● Assignment
Gather all lines in the entries below that include the word "PathBuf".

[[ Material supplied open ]]

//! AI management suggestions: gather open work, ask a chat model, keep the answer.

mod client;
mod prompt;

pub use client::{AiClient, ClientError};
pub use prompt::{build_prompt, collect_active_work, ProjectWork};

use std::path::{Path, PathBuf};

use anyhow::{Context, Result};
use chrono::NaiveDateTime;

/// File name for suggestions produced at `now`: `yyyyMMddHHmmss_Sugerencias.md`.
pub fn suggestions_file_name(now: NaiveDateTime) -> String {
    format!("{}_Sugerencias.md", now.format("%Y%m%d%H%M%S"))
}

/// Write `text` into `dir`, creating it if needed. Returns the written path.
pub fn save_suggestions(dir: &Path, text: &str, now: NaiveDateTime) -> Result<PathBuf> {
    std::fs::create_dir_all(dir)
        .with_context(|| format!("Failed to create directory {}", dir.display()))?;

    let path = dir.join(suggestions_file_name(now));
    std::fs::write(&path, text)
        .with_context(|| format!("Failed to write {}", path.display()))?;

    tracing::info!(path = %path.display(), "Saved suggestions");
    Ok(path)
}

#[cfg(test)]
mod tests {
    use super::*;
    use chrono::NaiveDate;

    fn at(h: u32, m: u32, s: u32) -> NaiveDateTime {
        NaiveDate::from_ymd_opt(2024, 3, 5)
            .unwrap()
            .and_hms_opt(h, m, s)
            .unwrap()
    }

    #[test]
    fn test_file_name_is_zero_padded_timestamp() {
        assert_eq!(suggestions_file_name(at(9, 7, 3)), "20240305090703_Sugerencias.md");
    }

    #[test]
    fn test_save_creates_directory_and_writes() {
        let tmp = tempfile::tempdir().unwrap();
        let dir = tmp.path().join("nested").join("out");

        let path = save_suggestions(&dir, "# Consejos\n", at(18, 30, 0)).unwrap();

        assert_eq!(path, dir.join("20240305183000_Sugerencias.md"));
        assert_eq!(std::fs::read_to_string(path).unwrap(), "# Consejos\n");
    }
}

[[ Material supplied closed ]]

● Completed exercise
use std::path::{Path, PathBuf};
pub fn save_suggestions(dir: &Path, text: &str, now: NaiveDateTime) -> Result<PathBuf> {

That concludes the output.